_Exercise details_
Write out, from the entries below, exactly the lines that run between the lines holding "filename src/domain/mod.rs" and "pub mod scenario;", inclusive, and stop there.

(Collected data)
++++
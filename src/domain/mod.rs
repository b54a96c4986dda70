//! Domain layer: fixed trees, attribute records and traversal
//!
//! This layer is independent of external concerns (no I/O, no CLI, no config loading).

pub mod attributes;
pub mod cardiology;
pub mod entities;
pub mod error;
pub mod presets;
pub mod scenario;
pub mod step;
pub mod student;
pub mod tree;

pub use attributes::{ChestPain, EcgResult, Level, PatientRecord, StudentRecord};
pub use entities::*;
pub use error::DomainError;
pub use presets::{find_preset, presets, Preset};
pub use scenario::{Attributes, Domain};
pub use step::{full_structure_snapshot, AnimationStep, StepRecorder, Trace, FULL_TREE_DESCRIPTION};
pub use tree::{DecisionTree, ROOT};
++++
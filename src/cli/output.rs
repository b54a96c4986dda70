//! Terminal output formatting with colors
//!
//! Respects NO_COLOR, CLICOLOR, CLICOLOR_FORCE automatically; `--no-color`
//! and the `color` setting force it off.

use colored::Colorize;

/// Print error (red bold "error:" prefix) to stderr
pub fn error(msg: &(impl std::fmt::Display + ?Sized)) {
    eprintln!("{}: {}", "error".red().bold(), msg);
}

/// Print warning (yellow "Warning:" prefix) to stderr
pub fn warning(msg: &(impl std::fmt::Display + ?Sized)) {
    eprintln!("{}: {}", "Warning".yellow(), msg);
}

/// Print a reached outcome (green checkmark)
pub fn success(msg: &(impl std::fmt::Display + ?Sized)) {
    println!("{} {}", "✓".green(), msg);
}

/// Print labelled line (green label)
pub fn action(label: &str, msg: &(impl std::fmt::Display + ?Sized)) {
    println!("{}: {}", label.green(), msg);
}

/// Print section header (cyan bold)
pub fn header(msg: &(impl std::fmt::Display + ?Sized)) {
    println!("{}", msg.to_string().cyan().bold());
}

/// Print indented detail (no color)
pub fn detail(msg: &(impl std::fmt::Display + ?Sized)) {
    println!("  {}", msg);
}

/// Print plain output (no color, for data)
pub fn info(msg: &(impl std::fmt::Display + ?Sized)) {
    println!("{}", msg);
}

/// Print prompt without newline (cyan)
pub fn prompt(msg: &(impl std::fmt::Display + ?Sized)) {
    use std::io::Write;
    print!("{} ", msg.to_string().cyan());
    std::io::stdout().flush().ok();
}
++++
_Exercise result_
filename src/domain/mod.rs
repository b54a96c4986dda70
//! Domain layer: fixed trees, attribute records and traversal
//!
//! This layer is independent of external concerns (no I/O, no CLI, no config loading).

pub mod attributes;
pub mod cardiology;
pub mod entities;
pub mod error;
pub mod presets;
pub mod scenario;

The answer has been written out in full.